▶ _Work instructions_
Please restate, exactly as written, the lines running from the beginning of the material through the line that has "type V32 = DefaultF32Vector;" in it.

▶ _Given records_

::::

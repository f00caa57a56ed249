//! Kernel lookup by name, paired with the libm routine each one is checked
//! against.

use anyhow::{bail, Result};
use vela_math::math;
use vela_math::{DefaultF32Vector, DefaultF64Vector, SimdVector};

type V64 = DefaultF64Vector;
type V32 = DefaultF32Vector;

/// Every kernel name the CLI accepts
pub const NAMES: [&str; 25] = [
    "exp", "exp2", "expm1", "log", "log2", "log10", "log1p", "sin", "cos", "tan", "asin", "acos",
    "atan2", "sinh", "cosh", "asinh", "erfc", "expf", "expm1f", "logf", "log2f", "log10f", "tanf",
    "sinhf", "coshf",
];

/// A kernel and its scalar reference
#[derive(Clone, Copy)]
pub enum Kernel {
    /// Double precision, one argument
    Unary64 {
        vector: fn(V64) -> V64,
        scalar: fn(f64) -> f64,
    },
    /// Single precision, one argument
    Unary32 {
        vector: fn(V32) -> V32,
        scalar: fn(f32) -> f32,
    },
    /// Double precision, `(y, x)`
    Binary64 {
        vector: fn(V64, V64) -> V64,
        scalar: fn(f64, f64) -> f64,
    },
}

/// One evaluated point
#[derive(Debug, Clone, Copy, PartialEq)]
pub struct Sample {
    pub x: f64,
    pub y: Option<f64>,
    pub result: f64,
    pub reference: f64,
    pub ulps: u64,
}

impl Kernel {
    /// Resolve a kernel name
    pub fn lookup(name: &str) -> Result<Self> {
        let kernel = match name {
            "exp" => unary64(math::exp, libm::exp),
            "exp2" => unary64(math::exp2, libm::exp2),
            "expm1" => unary64(math::expm1, libm::expm1),
            "log" => unary64(math::log, libm::log),
            "log2" => unary64(math::log2, libm::log2),
            "log10" => unary64(math::log10, libm::log10),
            "log1p" => unary64(math::log1p, libm::log1p),
            "sin" => unary64(math::sin, libm::sin),
            "cos" => unary64(math::cos, libm::cos),
            "tan" => unary64(math::tan, libm::tan),
            "asin" => unary64(math::asin, libm::asin),
            "acos" => unary64(math::acos, libm::acos),
            "sinh" => unary64(math::sinh, libm::sinh),
            "cosh" => unary64(math::cosh, libm::cosh),
            "asinh" => unary64(math::asinh, libm::asinh),
            "erfc" => unary64(math::erfc, libm::erfc),
            "atan2" => Kernel::Binary64 {
                vector: math::atan2,
                scalar: libm::atan2,
            },
            "expf" => unary32(math::expf, libm::expf),
            "expm1f" => unary32(math::expm1f, libm::expm1f),
            "logf" => unary32(math::logf, libm::logf),
            "log2f" => unary32(math::log2f, libm::log2f),
            "log10f" => unary32(math::log10f, libm::log10f),
            "tanf" => unary32(math::tanf, libm::tanf),
            "sinhf" => unary32(math::sinhf, libm::sinhf),
            "coshf" => unary32(math::coshf, libm::coshf),
            _ => bail!(
                "Unknown function '{}'. Available: {}",
                name,
                NAMES.join(", ")
            ),
        };
        Ok(kernel)
    }

    /// Whether the kernel takes `(y, x)`
    pub fn is_binary(&self) -> bool {
        matches!(self, Kernel::Binary64 { .. })
    }

    /// Evaluate one point; `y` is only read by binary kernels
    pub fn eval(&self, x: f64, y: f64) -> Sample {
        match *self {
            Kernel::Unary64 { vector, scalar } => {
                let result = vector(V64::splat(x)).extract(0);
                let reference = scalar(x);
                Sample {
                    x,
                    y: None,
                    result,
                    reference,
                    ulps: ulp_distance_f64(result, reference),
                }
            }
            Kernel::Unary32 { vector, scalar } => {
                let xf = x as f32;
                let result = vector(V32::splat(xf)).extract(0);
                let reference = scalar(xf);
                Sample {
                    x: xf as f64,
                    y: None,
                    result: result as f64,
                    reference: reference as f64,
                    ulps: ulp_distance_f32(result, reference),
                }
            }
            Kernel::Binary64 { vector, scalar } => {
                let result = vector(V64::splat(y), V64::splat(x)).extract(0);
                let reference = scalar(y, x);
                Sample {
                    x,
                    y: Some(y),
                    result,
                    reference,
                    ulps: ulp_distance_f64(result, reference),
                }
            }
        }
    }
}

fn unary64(vector: fn(V64) -> V64, scalar: fn(f64) -> f64) -> Kernel {
    Kernel::Unary64 { vector, scalar }
}

fn unary32(vector: fn(V32) -> V32, scalar: fn(f32) -> f32) -> Kernel {
    Kernel::Unary32 { vector, scalar }
}

/// Distance in representable values; NaN against NaN is 0, NaN against a
/// number is `u64::MAX`
pub fn ulp_distance_f64(a: f64, b: f64) -> u64 {
    fn ordered(x: f64) -> i128 {
        let i = x.to_bits() as i64;
        (if i < 0 { i64::MIN - i } else { i }) as i128
    }
    match (a.is_nan(), b.is_nan()) {
        (true, true) => 0,
        (false, false) => (ordered(a) - ordered(b)).unsigned_abs() as u64,
        _ => u64::MAX,
    }
}

/// Single-precision counterpart of [`ulp_distance_f64`]
pub fn ulp_distance_f32(a: f32, b: f32) -> u64 {
    fn ordered(x: f32) -> i64 {
        let i = x.to_bits() as i32;
        (if i < 0 { i32::MIN - i } else { i }) as i64
    }
    match (a.is_nan(), b.is_nan()) {
        (true, true) => 0,
        (false, false) => (ordered(a) - ordered(b)).unsigned_abs(),
        _ => u64::MAX,
    }
}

::::

▶ _Exercise result_
repository f00caa57a56ed249
//! Kernel lookup by name, paired with the libm routine each one is checked
//! against.

use anyhow::{bail, Result};
use vela_math::math;
use vela_math::{DefaultF32Vector, DefaultF64Vector, SimdVector};

type V64 = DefaultF64Vector;
type V32 = DefaultF32Vector;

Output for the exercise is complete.